→ **YOUR INSTRUCTIONS**:
Extract all data as written.

→ **DATA**:
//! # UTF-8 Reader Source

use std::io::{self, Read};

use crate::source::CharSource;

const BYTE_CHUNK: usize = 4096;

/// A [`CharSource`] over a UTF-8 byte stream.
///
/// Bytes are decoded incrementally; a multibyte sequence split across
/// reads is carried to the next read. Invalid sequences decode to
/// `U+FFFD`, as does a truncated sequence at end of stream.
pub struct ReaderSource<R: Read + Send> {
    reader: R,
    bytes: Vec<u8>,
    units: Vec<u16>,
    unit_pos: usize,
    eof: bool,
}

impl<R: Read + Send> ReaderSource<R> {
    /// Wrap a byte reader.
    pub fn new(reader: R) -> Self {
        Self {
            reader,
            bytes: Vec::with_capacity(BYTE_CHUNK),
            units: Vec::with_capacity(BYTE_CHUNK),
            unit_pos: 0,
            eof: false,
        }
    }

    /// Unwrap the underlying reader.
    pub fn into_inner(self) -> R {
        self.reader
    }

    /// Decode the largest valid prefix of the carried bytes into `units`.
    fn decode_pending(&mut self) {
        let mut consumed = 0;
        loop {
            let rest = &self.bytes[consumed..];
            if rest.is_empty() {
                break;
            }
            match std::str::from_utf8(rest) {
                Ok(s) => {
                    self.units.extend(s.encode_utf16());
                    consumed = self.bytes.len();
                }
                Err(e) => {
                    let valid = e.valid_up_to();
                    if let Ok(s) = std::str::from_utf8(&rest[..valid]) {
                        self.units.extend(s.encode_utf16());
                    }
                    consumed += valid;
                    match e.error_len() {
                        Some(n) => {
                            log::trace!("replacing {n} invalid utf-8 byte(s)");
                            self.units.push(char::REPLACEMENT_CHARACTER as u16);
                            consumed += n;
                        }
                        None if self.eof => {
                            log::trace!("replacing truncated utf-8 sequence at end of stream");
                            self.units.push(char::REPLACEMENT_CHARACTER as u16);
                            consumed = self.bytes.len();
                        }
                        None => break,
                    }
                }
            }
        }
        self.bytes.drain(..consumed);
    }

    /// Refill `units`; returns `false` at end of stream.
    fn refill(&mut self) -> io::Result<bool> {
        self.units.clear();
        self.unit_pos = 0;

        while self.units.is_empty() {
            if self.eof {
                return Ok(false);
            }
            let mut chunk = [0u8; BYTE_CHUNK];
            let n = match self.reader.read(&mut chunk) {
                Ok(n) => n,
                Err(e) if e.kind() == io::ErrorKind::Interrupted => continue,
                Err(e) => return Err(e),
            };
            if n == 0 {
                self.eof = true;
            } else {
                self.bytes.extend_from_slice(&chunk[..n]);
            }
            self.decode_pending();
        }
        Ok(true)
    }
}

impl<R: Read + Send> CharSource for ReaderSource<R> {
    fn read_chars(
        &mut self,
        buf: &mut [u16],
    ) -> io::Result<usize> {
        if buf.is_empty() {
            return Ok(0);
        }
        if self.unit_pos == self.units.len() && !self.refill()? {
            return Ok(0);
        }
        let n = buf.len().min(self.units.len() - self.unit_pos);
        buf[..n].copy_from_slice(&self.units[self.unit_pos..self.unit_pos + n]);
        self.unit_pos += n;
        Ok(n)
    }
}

→ **ANSWER TO THE EXERCISE**:
//! # UTF-8 Reader Source

use std::io::{self, Read};

use crate::source::CharSource;

const BYTE_CHUNK: usize = 4096;

/// A [`CharSource`] over a UTF-8 byte stream.
///
/// Bytes are decoded incrementally; a multibyte sequence split across
/// reads is carried to the next read. Invalid sequences decode to
/// `U+FFFD`, as does a truncated sequence at end of stream.
pub struct ReaderSource<R: Read + Send> {
    reader: R,
    bytes: Vec<u8>,
    units: Vec<u16>,
    unit_pos: usize,
    eof: bool,
}

impl<R: Read + Send> ReaderSource<R> {
    /// Wrap a byte reader.
    pub fn new(reader: R) -> Self {
        Self {
            reader,
            bytes: Vec::with_capacity(BYTE_CHUNK),
            units: Vec::with_capacity(BYTE_CHUNK),
            unit_pos: 0,
            eof: false,
        }
    }

    /// Unwrap the underlying reader.
    pub fn into_inner(self) -> R {
        self.reader
    }

    /// Decode the largest valid prefix of the carried bytes into `units`.
    fn decode_pending(&mut self) {
        let mut consumed = 0;
        loop {
            let rest = &self.bytes[consumed..];
            if rest.is_empty() {
                break;
            }
            match std::str::from_utf8(rest) {
                Ok(s) => {
                    self.units.extend(s.encode_utf16());
                    consumed = self.bytes.len();
                }
                Err(e) => {
                    let valid = e.valid_up_to();
                    if let Ok(s) = std::str::from_utf8(&rest[..valid]) {
                        self.units.extend(s.encode_utf16());
                    }
                    consumed += valid;
                    match e.error_len() {
                        Some(n) => {
                            log::trace!("replacing {n} invalid utf-8 byte(s)");
                            self.units.push(char::REPLACEMENT_CHARACTER as u16);
                            consumed += n;
                        }
                        None if self.eof => {
                            log::trace!("replacing truncated utf-8 sequence at end of stream");
                            self.units.push(char::REPLACEMENT_CHARACTER as u16);
                            consumed = self.bytes.len();
                        }
                        None => break,
                    }
                }
            }
        }
        self.bytes.drain(..consumed);
    }

    /// Refill `units`; returns `false` at end of stream.
    fn refill(&mut self) -> io::Result<bool> {
        self.units.clear();
        self.unit_pos = 0;

        while self.units.is_empty() {
            if self.eof {
                return Ok(false);
            }
            let mut chunk = [0u8; BYTE_CHUNK];
            let n = match self.reader.read(&mut chunk) {
                Ok(n) => n,
                Err(e) if e.kind() == io::ErrorKind::Interrupted => continue,
                Err(e) => return Err(e),
            };
            if n == 0 {
                self.eof = true;
            } else {
                self.bytes.extend_from_slice(&chunk[..n]);
            }
            self.decode_pending();
        }
        Ok(true)
    }
}

impl<R: Read + Send> CharSource for ReaderSource<R> {
    fn read_chars(
        &mut self,
        buf: &mut [u16],
    ) -> io::Result<usize> {
        if buf.is_empty() {
            return Ok(0);
        }
        if self.unit_pos == self.units.len() && !self.refill()? {
            return Ok(0);
        }
        let n = buf.len().min(self.units.len() - self.unit_pos);
        buf[..n].copy_from_slice(&self.units[self.unit_pos..self.unit_pos + n]);
        self.unit_pos += n;
        Ok(n)
    }
}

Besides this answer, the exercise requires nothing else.